═════ STORED DATA

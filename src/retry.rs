//! Retry logic with exponential backoff
//!
//! Content platforms throttle automated access, so item transfers are retried
//! when (and only when) the failure looks like rate limiting. The wait before
//! attempt `n` (0-based) is `initial_delay * backoff_multiplier^n`, which with
//! the defaults gives 15s before the second attempt and 45s before the third.
//!
//! # Example
//!
//! ```no_run
//! use profile_dl::retry::{IsRetryable, retry_with_backoff};
//! use profile_dl::config::RetryConfig;
//!
//! #[derive(Debug)]
//! enum MyError {
//!     Throttled,
//!     Gone,
//! }
//!
//! impl IsRetryable for MyError {
//!     fn is_retryable(&self) -> bool {
//!         matches!(self, MyError::Throttled)
//!     }
//! }
//!
//! # impl std::fmt::Display for MyError {
//! #     fn fmt(&self, f: &mut std::fmt::Formatter<'_>) -> std::fmt::Result {
//! #         write!(f, "{:?}", self)
//! #     }
//! # }
//! # async fn example() {
//! let config = RetryConfig::default();
//! let result = retry_with_backoff(
//!     &config,
//!     |notice| println!("retrying in {:?}", notice.delay),
//!     || async { Ok::<_, MyError>(()) },
//! )
//! .await;
//! # let _ = result;
//! # }
//! ```

use crate::config::RetryConfig;
use crate::error::ExtractorError;
use rand::Rng;
use regex::Regex;
use std::future::Future;
use std::sync::LazyLock;
use std::time::Duration;
use thiserror::Error as ThisError;

/// Substrings (lowercase) that mark an extractor failure as rate limiting
const RATE_LIMIT_MARKERS: &[&str] = &["rate", "limit", "try again later", "too many requests"];

/// HTTP 429 as a standalone token, so numeric item ids containing "429" don't match
static HTTP_429: LazyLock<Regex> = LazyLock::new(|| {
    #[allow(clippy::expect_used)]
    Regex::new(r"\b429\b").expect("valid status pattern")
});

/// Trait for errors that can be classified as retryable or not
///
/// Rate-limit responses should return `true`. Everything else (missing
/// content, private videos, malformed URLs) should return `false`.
pub trait IsRetryable {
    /// Returns true if the error is transient and the operation should be retried
    fn is_retryable(&self) -> bool;
}

/// Whether an extractor message describes a rate-limit response
pub fn is_rate_limited(message: &str) -> bool {
    let lower = message.to_lowercase();
    RATE_LIMIT_MARKERS.iter().any(|marker| lower.contains(marker)) || HTTP_429.is_match(&lower)
}

impl IsRetryable for ExtractorError {
    fn is_retryable(&self) -> bool {
        match self {
            ExtractorError::Failed(msg) => is_rate_limited(msg),
            // Aborts come from cancellation, never retry them
            ExtractorError::Aborted => false,
            ExtractorError::Spawn(_) => false,
            ExtractorError::InvalidOutput(_) => false,
            ExtractorError::NotSupported(_) => false,
        }
    }
}

/// Announcement of an upcoming retry, passed to the `on_retry` callback
#[derive(Debug, Clone, Copy, PartialEq, Eq)]
pub struct RetryNotice {
    /// 1-based number of the attempt about to run
    pub attempt: u32,
    /// Total attempts allowed
    pub max_attempts: u32,
    /// Wait before the attempt
    pub delay: Duration,
}

/// Why [`retry_with_backoff`] gave up
#[derive(Debug, ThisError)]
pub enum RetryError<E> {
    /// The operation failed with an error that is not worth retrying
    #[error("{0}")]
    Permanent(E),

    /// Every attempt failed with a retryable error
    #[error("gave up after {attempts} attempts: {last}")]
    Exhausted {
        /// Attempts made
        attempts: u32,
        /// Error from the final attempt
        last: E,
    },
}

impl<E> RetryError<E> {
    /// The underlying error, regardless of why retrying stopped
    pub fn into_inner(self) -> E {
        match self {
            RetryError::Permanent(e) => e,
            RetryError::Exhausted { last, .. } => last,
        }
    }
}

/// Delay before 0-based attempt `attempt`, capped at `max_delay`
pub fn backoff_delay(config: &RetryConfig, attempt: u32) -> Duration {
    let factor = config.backoff_multiplier.powi(attempt as i32);
    let secs = config.initial_delay.as_secs_f64() * factor;
    if !secs.is_finite() || secs >= config.max_delay.as_secs_f64() {
        return config.max_delay;
    }
    Duration::from_secs_f64(secs)
}

/// Execute an async operation with exponential backoff retry logic
///
/// The operation runs at most `config.max_attempts` times (at least once).
/// Before every attempt after the first, `on_retry` is called with the
/// upcoming attempt number and wait, then the task sleeps. Sleeps are not
/// interrupted by cancellation; callers check their own checkpoints.
pub async fn retry_with_backoff<F, Fut, T, E, N>(
    config: &RetryConfig,
    mut on_retry: N,
    mut operation: F,
) -> Result<T, RetryError<E>>
where
    F: FnMut() -> Fut,
    Fut: Future<Output = Result<T, E>>,
    E: IsRetryable + std::fmt::Display,
    N: FnMut(RetryNotice),
{
    let max_attempts = config.max_attempts.max(1);
    let mut attempt = 0;

    loop {
        if attempt > 0 {
            let delay = backoff_delay(config, attempt);
            let delay = if config.jitter {
                add_jitter(delay)
            } else {
                delay
            };

            on_retry(RetryNotice {
                attempt: attempt + 1,
                max_attempts,
                delay,
            });
            tokio::time::sleep(delay).await;
        }

        match operation().await {
            Ok(result) => {
                if attempt > 0 {
                    tracing::info!(attempts = attempt + 1, "Operation succeeded after retry");
                }
                return Ok(result);
            }
            Err(e) if e.is_retryable() && attempt + 1 < max_attempts => {
                tracing::warn!(
                    error = %e,
                    attempt = attempt + 1,
                    max_attempts,
                    "Rate limit detected, will retry"
                );
                attempt += 1;
            }
            Err(e) if e.is_retryable() => {
                tracing::error!(
                    error = %e,
                    attempts = attempt + 1,
                    "Operation failed after all retry attempts exhausted"
                );
                return Err(RetryError::Exhausted {
                    attempts: attempt + 1,
                    last: e,
                });
            }
            Err(e) => {
                tracing::debug!(error = %e, "Operation failed with non-retryable error");
                return Err(RetryError::Permanent(e));
            }
        }
    }
}

/// Add random jitter to a delay
///
/// Jitter is uniformly distributed between 0% and 100% of the delay, so the
/// result lies between `delay` and `2 * delay`.
fn add_jitter(delay: Duration) -> Duration {
    let mut rng = rand::thread_rng();
    let jitter_factor: f64 = rng.gen_range(0.0..=1.0);
    Duration::from_secs_f64(delay.as_secs_f64() * (1.0 + jitter_factor))
}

══════════

# [YOUR GOAL]
Your task is to retype the records above exactly.

# [RESPONSE BELOW]
filename src/retry.rs
//! Retry logic with exponential backoff
//!
//! Content platforms throttle automated access, so item transfers are retried
//! when (and only when) the failure looks like rate limiting. The wait before
//! attempt `n` (0-based) is `initial_delay * backoff_multiplier^n`, which with
//! the defaults gives 15s before the second attempt and 45s before the third.
//!
//! # Example
//!
//! ```no_run
//! use profile_dl::retry::{IsRetryable, retry_with_backoff};
//! use profile_dl::config::RetryConfig;
//!
//! #[derive(Debug)]
//! enum MyError {
//!     Throttled,
//!     Gone,
//! }
//!
//! impl IsRetryable for MyError {
//!     fn is_retryable(&self) -> bool {
//!         matches!(self, MyError::Throttled)
//!     }
//! }
//!
//! # impl std::fmt::Display for MyError {
//! #     fn fmt(&self, f: &mut std::fmt::Formatter<'_>) -> std::fmt::Result {
//! #         write!(f, "{:?}", self)
//! #     }
//! # }
//! # async fn example() {
//! let config = RetryConfig::default();
//! let result = retry_with_backoff(
//!     &config,
//!     |notice| println!("retrying in {:?}", notice.delay),
//!     || async { Ok::<_, MyError>(()) },
//! )
//! .await;
//! # let _ = result;
//! # }
//! ```

use crate::config::RetryConfig;
use crate::error::ExtractorError;
use rand::Rng;
use regex::Regex;
use std::future::Future;
use std::sync::LazyLock;
use std::time::Duration;
use thiserror::Error as ThisError;

/// Substrings (lowercase) that mark an extractor failure as rate limiting
const RATE_LIMIT_MARKERS: &[&str] = &["rate", "limit", "try again later", "too many requests"];

/// HTTP 429 as a standalone token, so numeric item ids containing "429" don't match
static HTTP_429: LazyLock<Regex> = LazyLock::new(|| {
    #[allow(clippy::expect_used)]
    Regex::new(r"\b429\b").expect("valid status pattern")
});

/// Trait for errors that can be classified as retryable or not
///
/// Rate-limit responses should return `true`. Everything else (missing
/// content, private videos, malformed URLs) should return `false`.
pub trait IsRetryable {
    /// Returns true if the error is transient and the operation should be retried
    fn is_retryable(&self) -> bool;
}

/// Whether an extractor message describes a rate-limit response
pub fn is_rate_limited(message: &str) -> bool {
    let lower = message.to_lowercase();
    RATE_LIMIT_MARKERS.iter().any(|marker| lower.contains(marker)) || HTTP_429.is_match(&lower)
}

impl IsRetryable for ExtractorError {
    fn is_retryable(&self) -> bool {
        match self {
            ExtractorError::Failed(msg) => is_rate_limited(msg),
            // Aborts come from cancellation, never retry them
            ExtractorError::Aborted => false,
            ExtractorError::Spawn(_) => false,
            ExtractorError::InvalidOutput(_) => false,
            ExtractorError::NotSupported(_) => false,
        }
    }
}

/// Announcement of an upcoming retry, passed to the `on_retry` callback
#[derive(Debug, Clone, Copy, PartialEq, Eq)]
pub struct RetryNotice {
    /// 1-based number of the attempt about to run
    pub attempt: u32,
    /// Total attempts allowed
    pub max_attempts: u32,
    /// Wait before the attempt
    pub delay: Duration,
}

/// Why [`retry_with_backoff`] gave up
#[derive(Debug, ThisError)]
pub enum RetryError<E> {
    /// The operation failed with an error that is not worth retrying
    #[error("{0}")]
    Permanent(E),

    /// Every attempt failed with a retryable error
    #[error("gave up after {attempts} attempts: {last}")]
    Exhausted {
        /// Attempts made
        attempts: u32,
        /// Error from the final attempt
        last: E,
    },
}

impl<E> RetryError<E> {
    /// The underlying error, regardless of why retrying stopped
    pub fn into_inner(self) -> E {
        match self {
            RetryError::Permanent(e) => e,
            RetryError::Exhausted { last, .. } => last,
        }
    }
}

/// Delay before 0-based attempt `attempt`, capped at `max_delay`
pub fn backoff_delay(config: &RetryConfig, attempt: u32) -> Duration {
    let factor = config.backoff_multiplier.powi(attempt as i32);
    let secs = config.initial_delay.as_secs_f64() * factor;
    if !secs.is_finite() || secs >= config.max_delay.as_secs_f64() {
        return config.max_delay;
    }
    Duration::from_secs_f64(secs)
}

/// Execute an async operation with exponential backoff retry logic
///
/// The operation runs at most `config.max_attempts` times (at least once).
/// Before every attempt after the first, `on_retry` is called with the
/// upcoming attempt number and wait, then the task sleeps. Sleeps are not
/// interrupted by cancellation; callers check their own checkpoints.
pub async fn retry_with_backoff<F, Fut, T, E, N>(
    config: &RetryConfig,
    mut on_retry: N,
    mut operation: F,
) -> Result<T, RetryError<E>>
where
    F: FnMut() -> Fut,
    Fut: Future<Output = Result<T, E>>,
    E: IsRetryable + std::fmt::Display,
    N: FnMut(RetryNotice),
{
    let max_attempts = config.max_attempts.max(1);
    let mut attempt = 0;

    loop {
        if attempt > 0 {
            let delay = backoff_delay(config, attempt);
            let delay = if config.jitter {
                add_jitter(delay)
            } else {
                delay
            };

            on_retry(RetryNotice {
                attempt: attempt + 1,
                max_attempts,
                delay,
            });
            tokio::time::sleep(delay).await;
        }

        match operation().await {
            Ok(result) => {
                if attempt > 0 {
                    tracing::info!(attempts = attempt + 1, "Operation succeeded after retry");
                }
                return Ok(result);
            }
            Err(e) if e.is_retryable() && attempt + 1 < max_attempts => {
                tracing::warn!(
                    error = %e,
                    attempt = attempt + 1,
                    max_attempts,
                    "Rate limit detected, will retry"
                );
                attempt += 1;
            }
            Err(e) if e.is_retryable() => {
                tracing::error!(
                    error = %e,
                    attempts = attempt + 1,
                    "Operation failed after all retry attempts exhausted"
                );
                return Err(RetryError::Exhausted {
                    attempts: attempt + 1,
                    last: e,
                });
            }
            Err(e) => {
                tracing::debug!(error = %e, "Operation failed with non-retryable error");
                return Err(RetryError::Permanent(e));
            }
        }
    }
}

/// Add random jitter to a delay
///
/// Jitter is uniformly distributed between 0% and 100% of the delay, so the
/// result lies between `delay` and `2 * delay`.
fn add_jitter(delay: Duration) -> Duration {
    let mut rng = rand::thread_rng();
    let jitter_factor: f64 = rng.gen_range(0.0..=1.0);
    Duration::from_secs_f64(delay.as_secs_f64() * (1.0 + jitter_factor))
}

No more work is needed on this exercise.